Tras unos meses, Amanda aceptó que se vieran en casa de ella o en un hotel. Incluso le gustaba el montaje, mientras fuera Moses quien pagara la factura. Y si había algo con lo que nunca cicateaba era con el dinero. Sospechaba que la familia Hammar era rica, pero nunca se lo preguntó. La generosidad de Moses era ya una prueba de ello.

Amanda llegó al último escalón. El cansancio era notorio y su condición física estaba como desaparecida. Se vio obligada a pararse y respirar profundamente. No quería llamar a la puerta resollando como un perro san bernardo en el desierto. Debilitaría la primera impresión que causara y reduciría el efecto que quería conseguir con su nueva ropa interior.

Moses abrió la puerta vestido con un albornoz con el emblema del hotel. El olor de hombre recién duchado alcanzó la nariz de Amanda. De su pelo oscuro caía una gota que le resbalaba hasta el cuello. Era más de lo que Amanda podía aguantar. Sin saludar, se metió entre sus brazos. Por encima de su hombro vio que las pesadas cortinas blancas estaban corridas tapando la ventana. Animales alados de color dorado decoraban los marcos de las exclusivas sillas, cuyos asientos estaban tapizados con terciopelo sobrio de color verde oscuro. Era la habitación favorita de Amanda y eso lo sabía Moses. Cerró los ojos y disfrutó de la situación. Sentía las anchas palmas de las manos de Moses moviéndose a lo largo de su espalda.

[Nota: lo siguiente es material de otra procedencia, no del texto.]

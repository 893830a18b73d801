//! Maintenance sweep configuration.

use serde::{Deserialize, Serialize};

/// Maintenance scheduler configuration.
#[derive(Debug, Clone, Serialize, Deserialize)]
pub struct MaintenanceConfig {
    /// Whether the scheduler runs at all.
    #[serde(default = "default_true")]
    pub enabled: bool,
    /// Cron schedule for the recurring sweep (seconds-resolution cron).
    #[serde(default = "default_schedule")]
    pub schedule: String,
    /// Whether to run one sweep immediately at startup.
    #[serde(default = "default_true")]
    pub run_on_startup: bool,
}

impl Default for MaintenanceConfig {
    fn default() -> Self {
        Self {
            enabled: true,
            schedule: default_schedule(),
            run_on_startup: true,
        }
    }
}

fn default_schedule() -> String {
    // Daily at 4 AM.
    "0 0 4 * * *".to_string()
}

fn default_true() -> bool {
    true
}
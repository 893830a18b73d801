//! Forum account entity.

pub mod model;
pub mod role;

pub use model::Account;
pub use role::{Role, RoleSet};
//! Session management configuration.

use serde::{Deserialize, Serialize};

/// Session management configuration.
///
/// Sessions use a rolling expiry: every authenticated access pushes the
/// expiry out by `rolling_window_hours`, bounded by an absolute cap of
/// `max_lifetime_days` from session creation.
#[derive(Debug, Clone, Serialize, Deserialize)]
pub struct SessionConfig {
    /// Name of the session cookie.
    #[serde(default = "default_cookie_name")]
    pub cookie_name: String,
    /// Rolling expiry window in hours, extended on each authenticated access.
    #[serde(default = "default_rolling_window")]
    pub rolling_window_hours: u64,
    /// Absolute maximum session lifetime in days, regardless of activity.
    #[serde(default = "default_max_lifetime")]
    pub max_lifetime_days: u64,
}

impl Default for SessionConfig {
    fn default() -> Self {
        Self {
            cookie_name: default_cookie_name(),
            rolling_window_hours: default_rolling_window(),
            max_lifetime_days: default_max_lifetime(),
        }
    }
}

fn default_cookie_name() -> String {
    "forum_session".to_string()
}

fn default_rolling_window() -> u64 {
    24
}

fn default_max_lifetime() -> u64 {
    365
}
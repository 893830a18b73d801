//! Server and CORS configuration.

use serde::{Deserialize, Serialize};

/// HTTP server configuration.
#[derive(Debug, Clone, Serialize, Deserialize)]
pub struct ServerConfig {
    /// Bind address.
    #[serde(default = "default_host")]
    pub host: String,
    /// Bind port. Platform deployments override this via `PORT`.
    #[serde(default = "default_port")]
    pub port: u16,
    /// Graceful shutdown timeout in seconds.
    #[serde(default = "default_shutdown_grace")]
    pub shutdown_grace_seconds: u64,
    /// CORS configuration.
    #[serde(default)]
    pub cors: CorsConfig,
}

impl Default for ServerConfig {
    fn default() -> Self {
        Self {
            host: default_host(),
            port: default_port(),
            shutdown_grace_seconds: default_shutdown_grace(),
            cors: CorsConfig::default(),
        }
    }
}

/// CORS (Cross-Origin Resource Sharing) configuration.
#[derive(Debug, Clone, Serialize, Deserialize)]
pub struct CorsConfig {
    /// Allowed origins (use `["*"]` for development only).
    #[serde(default = "default_allowed_origins")]
    pub allowed_origins: Vec<String>,
}

impl Default for CorsConfig {
    fn default() -> Self {
        Self {
            allowed_origins: default_allowed_origins(),
        }
    }
}

fn default_host() -> String {
    "0.0.0.0".to_string()
}

fn default_port() -> u16 {
    8080
}

fn default_shutdown_grace() -> u64 {
    30
}

fn default_allowed_origins() -> Vec<String> {
    vec!["*".to_string()]
}
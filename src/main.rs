//! Powrum Forum Server
//!
//! Main entry point that wires all crates together and starts the server.

use std::sync::Arc;

use tracing_subscriber::{EnvFilter, fmt};

use forum_auth::secrets::{EnvSecretSurface, SecretProvisioner};
use forum_auth::{PersistenceCapability, SessionService};
use forum_core::config::AppConfig;
use forum_core::error::AppError;
use forum_database::postgres::{
    PgAccountStore, PgEphemeralStore, PgSessionStore, PgSettingStore,
};
use forum_database::{AccountStore, EphemeralStore, SessionStore, SettingStore};
use forum_realtime::{ConnectionRegistry, PushGateway, SessionBridge};
use forum_worker::{BootstrapReconciler, MaintenanceScheduler, MaintenanceSweeper};

/// Secret names on the configuration surface.
const SESSION_SIGNING_KEY: &str = "session_signing_key";
const PUSH_PUBLIC_KEY: &str = "push_public_key";
const PUSH_PRIVATE_KEY: &str = "push_private_key";

#[tokio::main]
async fn main() {
    let config = match load_configuration() {
        Ok(c) => c,
        Err(e) => {
            eprintln!("Failed to load configuration: {e}");
            std::process::exit(1);
        }
    };

    init_logging(&config);

    if let Err(e) = run(config).await {
        tracing::error!("Server error: {e}");
        std::process::exit(1);
    }
}

/// Load and validate configuration from files and environment.
fn load_configuration() -> Result<AppConfig, AppError> {
    let env = std::env::var("POWRUM_ENV").unwrap_or_else(|_| "development".to_string());
    let config = AppConfig::load(&env)?;
    // A missing database connection string is fatal; there is no degraded
    // mode without a database.
    config.validate()?;
    Ok(config)
}

/// Initialize tracing/logging.
fn init_logging(config: &AppConfig) {
    let filter =
        EnvFilter::try_from_default_env().unwrap_or_else(|_| EnvFilter::new(&config.logging.level));

    match config.logging.format.as_str() {
        "json" => {
            fmt().json().with_env_filter(filter).with_target(true).init();
        }
        _ => {
            fmt().pretty().with_env_filter(filter).with_target(true).init();
        }
    }
}

/// Main server run function.
async fn run(config: AppConfig) -> Result<(), AppError> {
    tracing::info!("Starting Powrum v{}", env!("CARGO_PKG_VERSION"));

    // ── Step 1: Provision process-wide secrets ───────────────────
    let capability = PersistenceCapability::from_flag(config.secrets.persist_generated);
    let surface = Arc::new(EnvSecretSurface::new(capability, &config.secrets.env_file));
    let provisioner = SecretProvisioner::new(surface);

    let signing_key = provisioner.ensure_secret(SESSION_SIGNING_KEY)?;
    let push_keys = provisioner.ensure_push_keys(PUSH_PUBLIC_KEY, PUSH_PRIVATE_KEY)?;
    tracing::info!("Secrets provisioned");

    // ── Step 2: Database connection + migrations ─────────────────
    let db_pool = forum_database::connection::create_pool(&config.database).await?;
    forum_database::migration::run_migrations(&db_pool).await?;

    // ── Step 3: Stores ───────────────────────────────────────────
    let accounts: Arc<dyn AccountStore> = Arc::new(PgAccountStore::new(db_pool.clone()));
    let settings: Arc<dyn SettingStore> = Arc::new(PgSettingStore::new(db_pool.clone()));
    let session_store: Arc<dyn SessionStore> = Arc::new(PgSessionStore::new(db_pool.clone()));
    let ephemeral: Arc<dyn EphemeralStore> = Arc::new(PgEphemeralStore::new(db_pool.clone()));

    // ── Step 4: Session layer ────────────────────────────────────
    let sessions = SessionService::new(
        Arc::clone(&session_store),
        &signing_key,
        config.session.clone(),
    );

    // ── Step 5: Realtime registry + bridge ───────────────────────
    let registry = Arc::new(ConnectionRegistry::new());
    let bridge = Arc::new(SessionBridge::new(
        sessions.clone(),
        Arc::clone(&registry),
        config.realtime.channel_buffer_size,
    ));
    let push = Arc::new(PushGateway::new());

    // ── Step 6: Bootstrap reconciliation (once, DB is ready) ─────
    let reconciler = BootstrapReconciler::new(
        Arc::clone(&settings),
        Arc::clone(&accounts),
        Arc::clone(&push),
        push_keys,
        config.secrets.push_contact.clone(),
    );
    reconciler.reconcile().await?;

    // ── Step 7: Maintenance scheduler ────────────────────────────
    let scheduler = if config.maintenance.enabled {
        let sweeper = Arc::new(MaintenanceSweeper::new(
            Arc::clone(&ephemeral),
            Arc::clone(&accounts),
            Arc::clone(&session_store),
            config.retention.clone(),
        ));
        let scheduler = MaintenanceScheduler::new(sweeper, config.maintenance.clone()).await?;
        scheduler.start().await?;
        Some(scheduler)
    } else {
        tracing::info!("Maintenance scheduler disabled");
        None
    };

    // ── Step 8: HTTP server ──────────────────────────────────────
    let state = forum_api::AppState {
        config: Arc::new(config.clone()),
        sessions,
        registry: Arc::clone(&registry),
        bridge,
        push,
        accounts,
        ephemeral,
    };
    let app = forum_api::build_router(state);

    let addr = format!("{}:{}", config.server.host, config.server.port);
    let listener = tokio::net::TcpListener::bind(&addr)
        .await
        .map_err(|e| AppError::internal(format!("Failed to bind {addr}: {e}")))?;

    tracing::info!("Powrum server listening on {addr}");

    axum::serve(listener, app)
        .with_graceful_shutdown(async {
            shutdown_signal().await;
            tracing::info!("Shutdown signal received, starting graceful shutdown...");
        })
        .await
        .map_err(|e| AppError::internal(format!("Server error: {e}")))?;

    // ── Step 9: Teardown ─────────────────────────────────────────
    if let Some(scheduler) = scheduler {
        scheduler.shutdown().await?;
    }
    registry.close_all();

    tracing::info!("Powrum server shut down gracefully");
    Ok(())
}

/// Wait for shutdown signal (Ctrl+C or SIGTERM).
async fn shutdown_signal() {
    let ctrl_c = async {
        tokio::signal::ctrl_c()
            .await
            .expect("Failed to install Ctrl+C handler");
    };

    #[cfg(unix)]
    let terminate = async {
        tokio::signal::unix::signal(tokio::signal::unix::SignalKind::terminate())
            .expect("Failed to install SIGTERM handler")
            .recv()
            .await;
    };

    #[cfg(not(unix))]
    let terminate = std::future::pending::<()>();

    tokio::select! {
        _ = ctrl_c => {},
        _ = terminate => {},
    }
}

Con un movimiento rápido se liberó de su abrazo. Le quitó el albornoz y admiró su cuerpo. Cada músculo tenía una finalidad y un objetivo. A pesar del enorme físico, no había nada innecesario o excesivo. La figura de Moses estaba hecha para la lucha. Cada pequeño detalle era importante en el cuadrilátero. Era fuerte, funcional y bello.